-- Problem statement --
Looking at the records below, count how many lines contain the string "RunResult". Give that number alone.

Data to examine Start Marker

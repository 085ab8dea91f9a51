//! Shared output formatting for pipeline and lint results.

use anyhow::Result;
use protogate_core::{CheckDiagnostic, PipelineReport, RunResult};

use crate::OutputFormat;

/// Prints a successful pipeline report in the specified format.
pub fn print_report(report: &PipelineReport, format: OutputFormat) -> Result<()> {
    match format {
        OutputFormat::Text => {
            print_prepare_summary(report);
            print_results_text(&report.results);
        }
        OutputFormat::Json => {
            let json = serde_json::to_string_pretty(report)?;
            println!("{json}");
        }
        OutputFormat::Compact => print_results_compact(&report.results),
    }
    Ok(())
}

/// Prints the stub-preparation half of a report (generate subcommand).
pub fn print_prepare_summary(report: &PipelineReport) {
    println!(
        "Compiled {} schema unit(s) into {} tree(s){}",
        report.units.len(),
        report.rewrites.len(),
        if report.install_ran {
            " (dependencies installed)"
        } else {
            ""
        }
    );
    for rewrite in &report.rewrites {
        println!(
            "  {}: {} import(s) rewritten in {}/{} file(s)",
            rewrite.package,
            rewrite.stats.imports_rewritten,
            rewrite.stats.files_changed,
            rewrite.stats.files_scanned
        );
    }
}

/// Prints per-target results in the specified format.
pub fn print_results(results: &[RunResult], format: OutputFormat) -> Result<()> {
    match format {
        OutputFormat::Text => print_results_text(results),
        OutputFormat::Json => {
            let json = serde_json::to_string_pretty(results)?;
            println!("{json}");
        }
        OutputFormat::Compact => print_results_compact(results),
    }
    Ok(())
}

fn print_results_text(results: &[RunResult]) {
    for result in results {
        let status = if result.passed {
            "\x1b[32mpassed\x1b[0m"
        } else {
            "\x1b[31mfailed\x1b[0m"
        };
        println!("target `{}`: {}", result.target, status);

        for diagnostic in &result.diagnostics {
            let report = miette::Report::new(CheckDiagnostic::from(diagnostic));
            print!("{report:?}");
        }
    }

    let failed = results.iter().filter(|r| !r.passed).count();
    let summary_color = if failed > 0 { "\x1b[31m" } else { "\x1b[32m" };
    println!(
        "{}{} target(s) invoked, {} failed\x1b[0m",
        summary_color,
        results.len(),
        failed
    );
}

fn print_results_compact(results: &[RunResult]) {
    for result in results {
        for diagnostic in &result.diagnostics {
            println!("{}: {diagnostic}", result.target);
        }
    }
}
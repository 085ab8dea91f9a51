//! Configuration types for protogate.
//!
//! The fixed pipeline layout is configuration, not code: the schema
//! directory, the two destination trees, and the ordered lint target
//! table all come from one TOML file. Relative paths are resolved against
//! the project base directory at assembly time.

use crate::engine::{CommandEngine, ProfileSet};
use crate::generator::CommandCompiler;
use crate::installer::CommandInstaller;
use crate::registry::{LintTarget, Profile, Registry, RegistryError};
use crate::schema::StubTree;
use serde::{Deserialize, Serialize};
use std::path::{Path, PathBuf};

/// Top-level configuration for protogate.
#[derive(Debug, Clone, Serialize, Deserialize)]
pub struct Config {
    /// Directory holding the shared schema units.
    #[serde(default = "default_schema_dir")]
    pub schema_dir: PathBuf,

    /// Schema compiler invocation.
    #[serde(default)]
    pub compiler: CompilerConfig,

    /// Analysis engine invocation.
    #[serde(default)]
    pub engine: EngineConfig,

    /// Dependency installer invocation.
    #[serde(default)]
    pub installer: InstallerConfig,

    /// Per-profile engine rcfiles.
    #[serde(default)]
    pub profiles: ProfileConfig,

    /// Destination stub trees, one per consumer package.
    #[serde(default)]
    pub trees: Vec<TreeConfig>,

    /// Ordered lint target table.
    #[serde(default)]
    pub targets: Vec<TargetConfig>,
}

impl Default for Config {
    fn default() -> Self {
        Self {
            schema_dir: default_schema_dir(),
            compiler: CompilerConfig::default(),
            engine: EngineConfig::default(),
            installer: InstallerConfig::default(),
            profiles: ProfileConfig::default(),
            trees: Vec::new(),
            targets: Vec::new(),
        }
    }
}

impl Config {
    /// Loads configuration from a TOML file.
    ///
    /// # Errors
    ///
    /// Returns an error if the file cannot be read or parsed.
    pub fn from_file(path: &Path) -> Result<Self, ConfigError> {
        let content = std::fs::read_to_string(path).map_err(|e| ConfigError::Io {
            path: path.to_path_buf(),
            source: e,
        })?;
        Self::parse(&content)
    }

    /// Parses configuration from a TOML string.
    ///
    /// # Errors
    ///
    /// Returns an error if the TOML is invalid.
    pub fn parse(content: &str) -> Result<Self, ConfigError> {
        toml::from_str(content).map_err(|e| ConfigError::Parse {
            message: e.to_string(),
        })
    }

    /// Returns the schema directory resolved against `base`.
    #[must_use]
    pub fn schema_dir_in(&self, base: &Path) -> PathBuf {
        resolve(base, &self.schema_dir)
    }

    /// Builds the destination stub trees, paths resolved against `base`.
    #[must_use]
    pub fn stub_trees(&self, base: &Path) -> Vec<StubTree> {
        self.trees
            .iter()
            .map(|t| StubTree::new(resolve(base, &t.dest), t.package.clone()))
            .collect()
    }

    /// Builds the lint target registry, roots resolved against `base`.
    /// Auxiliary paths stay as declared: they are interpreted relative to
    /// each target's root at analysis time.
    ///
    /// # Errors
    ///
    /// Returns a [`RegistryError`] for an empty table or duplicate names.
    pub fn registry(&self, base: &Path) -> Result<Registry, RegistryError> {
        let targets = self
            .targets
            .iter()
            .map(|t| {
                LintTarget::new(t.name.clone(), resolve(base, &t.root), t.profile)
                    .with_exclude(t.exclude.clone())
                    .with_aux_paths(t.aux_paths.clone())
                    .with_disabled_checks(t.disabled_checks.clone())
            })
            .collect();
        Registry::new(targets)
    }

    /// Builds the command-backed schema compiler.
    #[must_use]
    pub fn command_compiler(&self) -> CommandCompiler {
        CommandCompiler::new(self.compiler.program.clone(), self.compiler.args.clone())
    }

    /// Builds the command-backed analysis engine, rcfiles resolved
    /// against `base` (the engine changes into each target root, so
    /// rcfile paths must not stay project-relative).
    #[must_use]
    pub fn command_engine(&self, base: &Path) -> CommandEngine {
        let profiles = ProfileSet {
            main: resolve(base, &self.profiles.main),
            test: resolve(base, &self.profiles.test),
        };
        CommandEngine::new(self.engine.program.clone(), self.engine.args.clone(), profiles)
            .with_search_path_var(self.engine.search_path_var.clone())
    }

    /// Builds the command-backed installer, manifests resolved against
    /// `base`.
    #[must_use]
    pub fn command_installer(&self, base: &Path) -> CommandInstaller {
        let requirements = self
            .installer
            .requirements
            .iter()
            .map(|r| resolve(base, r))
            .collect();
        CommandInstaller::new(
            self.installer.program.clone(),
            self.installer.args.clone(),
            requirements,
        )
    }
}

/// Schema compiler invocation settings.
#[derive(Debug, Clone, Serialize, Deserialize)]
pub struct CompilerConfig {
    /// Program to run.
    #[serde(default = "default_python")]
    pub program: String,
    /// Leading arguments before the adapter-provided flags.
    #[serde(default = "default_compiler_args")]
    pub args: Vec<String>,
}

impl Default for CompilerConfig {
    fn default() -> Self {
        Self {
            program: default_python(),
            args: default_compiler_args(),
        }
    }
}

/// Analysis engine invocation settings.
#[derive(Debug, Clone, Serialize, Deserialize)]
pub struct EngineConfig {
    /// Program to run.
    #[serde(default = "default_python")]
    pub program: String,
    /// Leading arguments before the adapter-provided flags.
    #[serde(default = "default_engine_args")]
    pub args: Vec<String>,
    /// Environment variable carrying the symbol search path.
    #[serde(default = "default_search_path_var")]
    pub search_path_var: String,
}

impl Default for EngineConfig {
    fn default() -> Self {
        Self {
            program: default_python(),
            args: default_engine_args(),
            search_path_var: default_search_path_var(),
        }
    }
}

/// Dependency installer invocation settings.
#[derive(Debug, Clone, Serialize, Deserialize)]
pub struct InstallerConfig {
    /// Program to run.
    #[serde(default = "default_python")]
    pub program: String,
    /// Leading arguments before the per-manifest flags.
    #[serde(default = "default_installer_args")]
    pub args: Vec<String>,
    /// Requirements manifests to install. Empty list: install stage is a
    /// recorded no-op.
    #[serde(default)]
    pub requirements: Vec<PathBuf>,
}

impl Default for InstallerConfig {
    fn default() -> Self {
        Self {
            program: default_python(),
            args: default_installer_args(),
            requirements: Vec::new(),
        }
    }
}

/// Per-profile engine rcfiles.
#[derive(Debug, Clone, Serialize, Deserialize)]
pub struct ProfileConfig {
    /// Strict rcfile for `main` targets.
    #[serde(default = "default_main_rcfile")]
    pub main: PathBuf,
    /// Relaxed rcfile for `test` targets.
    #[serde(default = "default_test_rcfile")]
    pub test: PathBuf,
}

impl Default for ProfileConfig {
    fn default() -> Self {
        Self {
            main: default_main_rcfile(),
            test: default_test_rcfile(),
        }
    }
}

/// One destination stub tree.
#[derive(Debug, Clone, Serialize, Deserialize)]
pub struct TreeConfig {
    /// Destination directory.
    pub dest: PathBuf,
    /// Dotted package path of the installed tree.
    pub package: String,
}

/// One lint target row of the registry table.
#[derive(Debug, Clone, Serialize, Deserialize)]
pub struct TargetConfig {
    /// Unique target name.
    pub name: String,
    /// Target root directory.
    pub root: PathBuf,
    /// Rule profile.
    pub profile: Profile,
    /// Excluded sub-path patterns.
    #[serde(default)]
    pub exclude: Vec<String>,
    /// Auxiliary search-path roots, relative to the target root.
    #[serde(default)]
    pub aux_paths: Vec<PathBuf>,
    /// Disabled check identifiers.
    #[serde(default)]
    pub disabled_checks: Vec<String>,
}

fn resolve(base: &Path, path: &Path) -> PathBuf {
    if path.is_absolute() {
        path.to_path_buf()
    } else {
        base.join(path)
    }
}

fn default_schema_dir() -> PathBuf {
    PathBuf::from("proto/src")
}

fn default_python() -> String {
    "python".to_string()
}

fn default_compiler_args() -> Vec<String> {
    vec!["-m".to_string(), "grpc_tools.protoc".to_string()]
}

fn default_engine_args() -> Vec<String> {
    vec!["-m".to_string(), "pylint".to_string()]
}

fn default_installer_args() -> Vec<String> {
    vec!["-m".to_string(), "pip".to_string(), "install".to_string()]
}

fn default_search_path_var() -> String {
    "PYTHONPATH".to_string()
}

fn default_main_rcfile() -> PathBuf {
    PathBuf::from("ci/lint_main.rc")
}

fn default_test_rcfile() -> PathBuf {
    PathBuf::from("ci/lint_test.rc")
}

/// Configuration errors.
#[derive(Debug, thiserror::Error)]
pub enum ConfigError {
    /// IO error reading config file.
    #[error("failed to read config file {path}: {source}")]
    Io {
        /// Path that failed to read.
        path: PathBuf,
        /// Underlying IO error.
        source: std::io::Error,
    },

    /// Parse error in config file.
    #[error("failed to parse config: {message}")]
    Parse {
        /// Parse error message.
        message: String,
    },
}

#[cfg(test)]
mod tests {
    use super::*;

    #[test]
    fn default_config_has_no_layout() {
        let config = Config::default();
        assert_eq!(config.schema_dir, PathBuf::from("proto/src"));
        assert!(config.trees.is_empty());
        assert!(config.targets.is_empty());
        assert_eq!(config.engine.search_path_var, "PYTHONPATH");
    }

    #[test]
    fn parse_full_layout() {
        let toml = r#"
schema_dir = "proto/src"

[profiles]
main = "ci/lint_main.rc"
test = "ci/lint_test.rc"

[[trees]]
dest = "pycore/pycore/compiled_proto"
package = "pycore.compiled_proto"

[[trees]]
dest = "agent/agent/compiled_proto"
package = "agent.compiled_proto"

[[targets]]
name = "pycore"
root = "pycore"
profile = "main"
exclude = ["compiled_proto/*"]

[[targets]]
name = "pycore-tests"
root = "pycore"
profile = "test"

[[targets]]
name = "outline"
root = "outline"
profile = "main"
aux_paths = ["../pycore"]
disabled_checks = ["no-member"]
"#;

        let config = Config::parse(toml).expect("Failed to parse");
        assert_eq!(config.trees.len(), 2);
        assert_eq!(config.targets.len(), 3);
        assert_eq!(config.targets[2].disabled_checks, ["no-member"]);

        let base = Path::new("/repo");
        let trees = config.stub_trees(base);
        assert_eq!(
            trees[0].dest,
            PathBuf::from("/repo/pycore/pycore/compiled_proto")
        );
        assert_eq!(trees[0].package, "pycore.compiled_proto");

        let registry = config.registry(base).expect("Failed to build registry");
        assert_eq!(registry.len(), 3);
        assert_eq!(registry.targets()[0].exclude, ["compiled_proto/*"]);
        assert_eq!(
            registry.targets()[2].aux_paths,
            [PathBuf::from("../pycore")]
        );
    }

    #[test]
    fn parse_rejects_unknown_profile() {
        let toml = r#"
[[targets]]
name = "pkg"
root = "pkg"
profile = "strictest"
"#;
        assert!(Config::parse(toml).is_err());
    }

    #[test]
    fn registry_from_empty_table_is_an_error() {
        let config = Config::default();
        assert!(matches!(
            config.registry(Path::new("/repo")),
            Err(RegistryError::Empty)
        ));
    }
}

Data to examine End Marker

-- Exercise response --
4